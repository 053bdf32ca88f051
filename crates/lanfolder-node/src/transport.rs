//! UDP transport -- broadcast sends and the datagram receive loop.
//!
//! Three pieces:
//!   1. `Broadcaster`: one socket per address family, best-effort fan-out.
//!   2. Sender loop: drains `Outbound` commands from the coordinator.
//!   3. Listener loop: decodes datagrams and hands each one to the
//!      coordinator without waiting for its round to finish.
//!
//! Listening on `[::]` covers IPv4 only where the host defaults to
//! `IPV6_V6ONLY=0`. `bind_listeners` therefore also tries an IPv4 socket on
//! the same port: a dual-stack host refuses it as already in use, a v6-only
//! host accepts it and the node listens on both.

use std::io;
use std::net::{IpAddr, Ipv4Addr, Ipv6Addr, SocketAddr};
use std::sync::Arc;

use futures_util::StreamExt;
use lanfolder_protocol::{DatagramCodec, Message};
use tokio::net::UdpSocket;
use tokio::sync::{broadcast, mpsc};
use tokio_util::udp::UdpFramed;

use crate::coordinator::Coordinator;
use crate::transfer::FileTransfer;

/// Commands from the coordinator to the socket owner.
#[derive(Debug, Clone)]
pub enum Outbound {
    /// Send to every configured announce target.
    Broadcast(Message),
    /// Point-to-point, from the listener socket.
    Reply { to: SocketAddr, message: Message },
}

/// Per-call delivery summary.
#[derive(Debug, Default, Clone, Copy, PartialEq, Eq)]
pub struct SendReport {
    pub sent: usize,
    pub failed: usize,
}

/// One UDP socket per address family for outbound broadcast/multicast.
pub struct Broadcaster {
    v4: Option<UdpSocket>,
    v6: Option<UdpSocket>,
}

impl Broadcaster {
    /// Bind both families. When the listener is bound to a specific address
    /// the matching family binds to it too, so peers see the same source IP.
    /// A family that cannot bind is skipped.
    pub async fn bind(listen_ip: IpAddr) -> Self {
        let v4_ip = match listen_ip {
            IpAddr::V4(ip) => ip,
            IpAddr::V6(_) => Ipv4Addr::UNSPECIFIED,
        };
        let v6_ip = match listen_ip {
            IpAddr::V6(ip) => ip,
            IpAddr::V4(_) => Ipv6Addr::UNSPECIFIED,
        };

        let v4 = match UdpSocket::bind((v4_ip, 0)).await {
            Ok(sock) => {
                // Required for broadcast destinations, harmless for unicast.
                if let Err(e) = sock.set_broadcast(true) {
                    tracing::warn!("transport: cannot enable broadcast: {e}");
                }
                Some(sock)
            }
            Err(e) => {
                tracing::warn!("transport: no IPv4 send socket: {e}");
                None
            }
        };
        let v6 = match UdpSocket::bind((v6_ip, 0)).await {
            Ok(sock) => Some(sock),
            Err(e) => {
                tracing::warn!("transport: no IPv6 send socket: {e}");
                None
            }
        };
        Self { v4, v6 }
    }

    /// Send `payload` to every destination. A failure for one destination
    /// never stops the others.
    pub async fn send(&self, payload: &[u8], dests: &[SocketAddr]) -> SendReport {
        let mut report = SendReport::default();
        for dest in dests {
            let sock = match dest {
                SocketAddr::V4(_) => self.v4.as_ref(),
                SocketAddr::V6(_) => self.v6.as_ref(),
            };
            let Some(sock) = sock else {
                report.failed += 1;
                continue;
            };
            match sock.send_to(payload, dest).await {
                Ok(_) => report.sent += 1,
                Err(e) => {
                    tracing::debug!(%dest, "transport: send failed: {e}");
                    report.failed += 1;
                }
            }
        }
        report
    }
}

/// Bind the listening sockets for `addr`. The first socket is always
/// present; a second IPv4 socket is added when a wildcard IPv6 bind does not
/// accept IPv4 traffic. If the host has no IPv6 at all, fall back to IPv4 on
/// the same port.
pub async fn bind_listeners(addr: SocketAddr) -> io::Result<Vec<UdpSocket>> {
    let wildcard_v6 = addr.ip() == IpAddr::V6(Ipv6Addr::UNSPECIFIED);
    let primary = match UdpSocket::bind(addr).await {
        Ok(sock) => sock,
        Err(e) if wildcard_v6 => {
            tracing::warn!("transport: IPv6 bind failed ({e}), falling back to IPv4");
            return Ok(vec![UdpSocket::bind((Ipv4Addr::UNSPECIFIED, addr.port())).await?]);
        }
        Err(e) => return Err(e),
    };
    if !wildcard_v6 {
        return Ok(vec![primary]);
    }

    let port = primary.local_addr()?.port();
    match UdpSocket::bind((Ipv4Addr::UNSPECIFIED, port)).await {
        Ok(v4) => {
            tracing::info!(port, "transport: IPv6 socket is v6-only, listening on IPv4 separately");
            Ok(vec![primary, v4])
        }
        Err(e) if e.kind() == io::ErrorKind::AddrInUse => Ok(vec![primary]),
        Err(e) => {
            tracing::warn!(port, "transport: no separate IPv4 listener: {e}");
            Ok(vec![primary])
        }
    }
}

/// Pick the listener to reply from: one of the destination's family if
/// there is one, else the first, with the destination mapped to fit it.
fn reply_route(locals: &[SocketAddr], to: SocketAddr) -> Option<(usize, SocketAddr)> {
    let same_family = locals.iter().position(|l| l.is_ipv4() == to.is_ipv4());
    match same_family {
        Some(i) => Some((i, to)),
        None => locals.first().map(|l| (0, destination_for(*l, to))),
    }
}

/// IPv6 sockets need IPv4 destinations in mapped form.
fn destination_for(socket_local: SocketAddr, to: SocketAddr) -> SocketAddr {
    match (socket_local, to) {
        (SocketAddr::V6(_), SocketAddr::V4(v4)) => {
            SocketAddr::new(IpAddr::V6(v4.ip().to_ipv6_mapped()), v4.port())
        }
        _ => to,
    }
}

/// Drain outbound commands until shutdown.
pub async fn run_sender_loop(
    listeners: Vec<Arc<UdpSocket>>,
    broadcaster: Broadcaster,
    targets: Vec<SocketAddr>,
    mut rx: mpsc::Receiver<Outbound>,
    mut shutdown: broadcast::Receiver<()>,
) {
    // Index-aligned with `listeners`.
    let locals: Vec<SocketAddr> = listeners
        .iter()
        .map(|l| {
            l.local_addr()
                .unwrap_or(SocketAddr::new(IpAddr::V6(Ipv6Addr::UNSPECIFIED), 0))
        })
        .collect();
    loop {
        tokio::select! {
            cmd = rx.recv() => {
                let Some(cmd) = cmd else {
                    tracing::info!("outbound channel closed");
                    return;
                };
                match cmd {
                    Outbound::Broadcast(message) => {
                        let payload = match message.encode() {
                            Ok(p) => p,
                            Err(e) => {
                                tracing::warn!("transport: cannot encode broadcast: {e}");
                                continue;
                            }
                        };
                        let report = broadcaster.send(payload.as_bytes(), &targets).await;
                        tracing::debug!(
                            kind = message.kind().wire_name(),
                            sent = report.sent,
                            failed = report.failed,
                            "transport: broadcast sent"
                        );
                    }
                    Outbound::Reply { to, message } => {
                        let payload = match message.encode() {
                            Ok(p) => p,
                            Err(e) => {
                                tracing::warn!("transport: cannot encode reply: {e}");
                                continue;
                            }
                        };
                        let Some((i, dest)) = reply_route(&locals, to) else {
                            tracing::warn!(%to, "transport: no listener to reply from");
                            continue;
                        };
                        if let Err(e) = listeners[i].send_to(payload.as_bytes(), dest).await {
                            tracing::debug!(%to, "transport: reply failed: {e}");
                        }
                    }
                }
            }

            _ = shutdown.recv() => {
                tracing::info!("transport sender shutting down");
                return;
            }
        }
    }
}

/// Receive datagrams until shutdown, dispatching each decoded message as an
/// independent round.
pub async fn run_listener_loop<T: FileTransfer>(
    socket: Arc<UdpSocket>,
    coordinator: Arc<Coordinator<T>>,
    mut shutdown: broadcast::Receiver<()>,
) {
    let mut framed = UdpFramed::new(socket, DatagramCodec);

    loop {
        tokio::select! {
            next = framed.next() => {
                match next {
                    Some(Ok((message, from))) => {
                        tracing::debug!(
                            kind = message.kind().wire_name(),
                            peer = %message.peer_id(),
                            %from,
                            "transport: datagram received"
                        );
                        // Fire and forget: the round reports through the coordinator.
                        drop(coordinator.dispatch(message, from));
                    }
                    Some(Err(e)) => {
                        tracing::debug!("transport: dropped datagram: {e}");
                    }
                    None => {
                        tracing::info!("listener stream ended");
                        return;
                    }
                }
            }

            _ = shutdown.recv() => {
                tracing::info!("transport listener shutting down");
                return;
            }
        }
    }
}
//! Multi-level region graph.
//!
//! Nodes are partitioned into ordered levels (one per analysis scale,
//! one node per region); edges only connect adjacent levels, directed
//! from the coarser node (level l+1) to the finer node (level l), and
//! carry the number of samples the two regions share. The mutation
//! surface is append-node / append-edge / swap-same-level-nodes: nothing
//! is ever removed, persistence tracking only relabels and reorders.

use hashbrown::HashMap;

/// A node: one region at one level, holding its incident edge ids.
///
/// `incoming` edges arrive from level `l + 1`, `outgoing` edges leave
/// toward level `l - 1`; both lists index the corresponding mid-level
/// edge array.
#[derive(Debug, Clone, Default, PartialEq)]
pub struct LevelNode {
    /// Edge ids in the mid-level above (this node is the target).
    pub incoming: Vec<u32>,
    /// Edge ids in the mid-level below (this node is the source).
    pub outgoing: Vec<u32>,
}

/// An edge between adjacent levels with its shared-sample weight.
#[derive(Debug, Clone, Copy, PartialEq)]
pub struct LevelEdge {
    /// Node index at the coarser level (l + 1).
    pub source: u32,
    /// Node index at the finer level (l).
    pub target: u32,
    /// Number of samples the two regions share.
    pub weight: f64,
}

/// A graph whose nodes are partitioned into ordered levels, with edges
/// only between adjacent levels and named per-node attribute columns.
///
/// # Example
///
/// ```
/// use cloud_scale::LevelGraph;
///
/// let mut graph = LevelGraph::new();
/// graph.add_level();
/// graph.add_level();
/// let fine = graph.add_node(0);
/// let coarse = graph.add_node(1);
/// graph.add_edge(0, coarse, fine, 12.0);
///
/// assert_eq!(graph.edge_count(0), 1);
/// assert_eq!(graph.edge(0, 0).weight, 12.0);
/// ```
#[derive(Debug, Clone, Default, PartialEq)]
pub struct LevelGraph {
    levels: Vec<Vec<LevelNode>>,
    edges: Vec<Vec<LevelEdge>>,
    node_attributes: HashMap<String, Vec<Vec<f64>>>,
}

impl LevelGraph {
    /// Creates an empty graph.
    #[must_use]
    pub fn new() -> Self {
        Self::default()
    }

    /// Appends an empty level, returning its index.
    pub fn add_level(&mut self) -> usize {
        self.levels.push(Vec::new());
        if self.levels.len() > 1 {
            self.edges.push(Vec::new());
        }
        for columns in self.node_attributes.values_mut() {
            columns.push(Vec::new());
        }
        self.levels.len() - 1
    }

    /// Number of levels.
    #[must_use]
    pub fn level_count(&self) -> usize {
        self.levels.len()
    }

    /// Number of nodes at `level`.
    ///
    /// # Panics
    ///
    /// Panics if `level` is out of range.
    #[must_use]
    pub fn node_count(&self, level: usize) -> usize {
        self.levels[level].len()
    }

    /// Number of edges between `mid_level` and `mid_level + 1`.
    ///
    /// # Panics
    ///
    /// Panics if `mid_level` is out of range.
    #[must_use]
    pub fn edge_count(&self, mid_level: usize) -> usize {
        self.edges[mid_level].len()
    }

    /// Appends a node to `level`, returning its index within the level.
    /// Every named attribute column gains a zero entry for it.
    ///
    /// # Panics
    ///
    /// Panics if `level` is out of range.
    #[allow(clippy::cast_possible_truncation)]
    pub fn add_node(&mut self, level: usize) -> u32 {
        self.levels[level].push(LevelNode::default());
        for columns in self.node_attributes.values_mut() {
            columns[level].push(0.0);
        }
        (self.levels[level].len() - 1) as u32
    }

    /// Appends an edge between `source` at level `mid_level + 1` and
    /// `target` at level `mid_level`, wiring both nodes' edge lists.
    /// Returns the edge id within the mid-level.
    ///
    /// # Panics
    ///
    /// Panics if either endpoint is out of range.
    #[allow(clippy::cast_possible_truncation)]
    pub fn add_edge(&mut self, mid_level: usize, source: u32, target: u32, weight: f64) -> u32 {
        assert!((source as usize) < self.levels[mid_level + 1].len());
        assert!((target as usize) < self.levels[mid_level].len());
        let id = self.edges[mid_level].len() as u32;
        self.edges[mid_level].push(LevelEdge {
            source,
            target,
            weight,
        });
        self.levels[mid_level + 1][source as usize].outgoing.push(id);
        self.levels[mid_level][target as usize].incoming.push(id);
        id
    }

    /// The node at `(level, index)`.
    ///
    /// # Panics
    ///
    /// Panics if the reference is out of range.
    #[must_use]
    pub fn node(&self, level: usize, index: u32) -> &LevelNode {
        &self.levels[level][index as usize]
    }

    /// The edge `id` of `mid_level`.
    ///
    /// # Panics
    ///
    /// Panics if the reference is out of range.
    #[must_use]
    pub fn edge(&self, mid_level: usize, id: u32) -> &LevelEdge {
        &self.edges[mid_level][id as usize]
    }

    /// Adds `delta` to an edge's weight.
    ///
    /// # Panics
    ///
    /// Panics if the reference is out of range.
    pub fn add_edge_weight(&mut self, mid_level: usize, id: u32, delta: f64) {
        self.edges[mid_level][id as usize].weight += delta;
    }

    /// Finds the edge from `source` (level `mid_level + 1`) to `target`
    /// (level `mid_level`), if present.
    #[must_use]
    pub fn find_edge(&self, mid_level: usize, source: u32, target: u32) -> Option<u32> {
        self.levels[mid_level + 1][source as usize]
            .outgoing
            .iter()
            .copied()
            .find(|&id| self.edges[mid_level][id as usize].target == target)
    }

    /// Swaps two nodes of the same level, rewriting the endpoints of
    /// their incident edges and their attribute entries. Edge weights
    /// and all other nodes are untouched.
    ///
    /// # Panics
    ///
    /// Panics if either index is out of range.
    #[allow(clippy::cast_possible_truncation)]
    pub fn swap_nodes(&mut self, level: usize, a: u32, b: u32) {
        if a == b {
            return;
        }
        self.levels[level].swap(a as usize, b as usize);
        for columns in self.node_attributes.values_mut() {
            columns[level].swap(a as usize, b as usize);
        }
        // Each incident edge names exactly one node per level, so fixing
        // the two swapped positions cannot touch an edge twice per field.
        for position in [a, b] {
            let node = &self.levels[level][position as usize];
            let outgoing = node.outgoing.clone();
            let incoming = node.incoming.clone();
            for id in outgoing {
                self.edges[level - 1][id as usize].source = position;
            }
            for id in incoming {
                self.edges[level][id as usize].target = position;
            }
        }
        debug_assert!(self.is_consistent());
    }

    /// Installs a named per-node attribute column for `level`.
    ///
    /// # Panics
    ///
    /// Panics if `values` does not cover the level's nodes.
    pub fn set_node_attribute(&mut self, name: &str, level: usize, values: Vec<f64>) {
        assert_eq!(values.len(), self.levels[level].len());
        let columns = self
            .node_attributes
            .entry(name.to_owned())
            .or_insert_with(|| vec![Vec::new(); self.levels.len()]);
        columns[level] = values;
    }

    /// The named attribute column of `level`, if installed.
    #[must_use]
    pub fn node_attribute(&self, name: &str, level: usize) -> Option<&[f64]> {
        self.node_attributes
            .get(name)
            .and_then(|columns| columns.get(level))
            .map(Vec::as_slice)
    }

    /// Names of installed node attributes, sorted.
    #[must_use]
    pub fn node_attribute_names(&self) -> Vec<&str> {
        let mut names: Vec<&str> = self.node_attributes.keys().map(String::as_str).collect();
        names.sort_unstable();
        names
    }

    /// Verifies that edge endpoints and node edge lists agree and that
    /// edges only connect adjacent levels. Cheap enough for debug
    /// assertions and tests.
    #[must_use]
    #[allow(clippy::cast_possible_truncation)]
    pub fn is_consistent(&self) -> bool {
        if !self.edges.len().checked_add(1).is_some_and(|n| {
            n == self.levels.len() || (self.levels.is_empty() && self.edges.is_empty())
        }) {
            return false;
        }
        for (mid, edges) in self.edges.iter().enumerate() {
            for (id, edge) in edges.iter().enumerate() {
                let id = id as u32;
                let Some(source) = self.levels[mid + 1].get(edge.source as usize) else {
                    return false;
                };
                let Some(target) = self.levels[mid].get(edge.target as usize) else {
                    return false;
                };
                if !source.outgoing.contains(&id) || !target.incoming.contains(&id) {
                    return false;
                }
            }
        }
        for (level, nodes) in self.levels.iter().enumerate() {
            for (index, node) in nodes.iter().enumerate() {
                let index = index as u32;
                for &id in &node.outgoing {
                    if level == 0 || self.edges[level - 1][id as usize].source != index {
                        return false;
                    }
                }
                for &id in &node.incoming {
                    if level + 1 == self.levels.len()
                        || self.edges[level][id as usize].target != index
                    {
                        return false;
                    }
                }
            }
        }
        true
    }
}

#[cfg(test)]
mod tests {
    use super::*;

    fn two_level_graph() -> LevelGraph {
        let mut graph = LevelGraph::new();
        graph.add_level();
        graph.add_level();
        for _ in 0..3 {
            graph.add_node(0);
        }
        for _ in 0..2 {
            graph.add_node(1);
        }
        graph.add_edge(0, 0, 0, 5.0);
        graph.add_edge(0, 0, 1, 2.0);
        graph.add_edge(0, 1, 2, 7.0);
        graph
    }

    #[test]
    fn add_edge_wires_both_nodes() {
        let graph = two_level_graph();
        assert!(graph.is_consistent());
        assert_eq!(graph.node(1, 0).outgoing, vec![0, 1]);
        assert_eq!(graph.node(0, 2).incoming, vec![2]);
    }

    #[test]
    fn find_edge_scans_outgoing() {
        let graph = two_level_graph();
        assert_eq!(graph.find_edge(0, 0, 1), Some(1));
        assert_eq!(graph.find_edge(0, 1, 0), None);
    }

    #[test]
    fn add_edge_weight_accumulates() {
        let mut graph = two_level_graph();
        graph.add_edge_weight(0, 0, 3.0);
        approx::assert_relative_eq!(graph.edge(0, 0).weight, 8.0);
    }

    #[test]
    fn swap_nodes_preserves_adjacency() {
        let mut graph = two_level_graph();
        graph.set_node_attribute("population", 0, vec![10.0, 20.0, 30.0]);
        graph.swap_nodes(0, 0, 2);

        assert!(graph.is_consistent());
        // The edge that pointed at old node 0 now points at position 2.
        assert_eq!(graph.edge(0, 0).target, 2);
        assert_eq!(graph.edge(0, 2).target, 0);
        assert_eq!(
            graph.node_attribute("population", 0),
            Some(&[30.0, 20.0, 10.0][..])
        );
    }

    #[test]
    fn swap_same_node_is_noop() {
        let mut graph = two_level_graph();
        let before = graph.clone();
        graph.swap_nodes(1, 1, 1);
        assert_eq!(graph, before);
    }

    #[test]
    fn swap_coarse_nodes_rewrites_sources() {
        let mut graph = two_level_graph();
        graph.swap_nodes(1, 0, 1);
        assert!(graph.is_consistent());
        assert_eq!(graph.edge(0, 0).source, 1);
        assert_eq!(graph.edge(0, 2).source, 0);
    }

    #[test]
    fn attributes_follow_added_nodes() {
        let mut graph = LevelGraph::new();
        graph.add_level();
        graph.add_node(0);
        graph.set_node_attribute("scale", 0, vec![0.5]);
        graph.add_node(0);
        assert_eq!(graph.node_attribute("scale", 0), Some(&[0.5, 0.0][..]));
    }

    #[test]
    fn empty_graph_is_consistent() {
        assert!(LevelGraph::new().is_consistent());
    }
}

=-=-=

**Problem details:** Reproduce every line above containing "primary".

**Result of this task:**
    let primary = match UdpSocket::bind(addr).await {
        return Ok(vec![primary]);
    let port = primary.local_addr()?.port();
            Ok(vec![primary, v4])
        Err(e) if e.kind() == io::ErrorKind::AddrInUse => Ok(vec![primary]),
            Ok(vec![primary])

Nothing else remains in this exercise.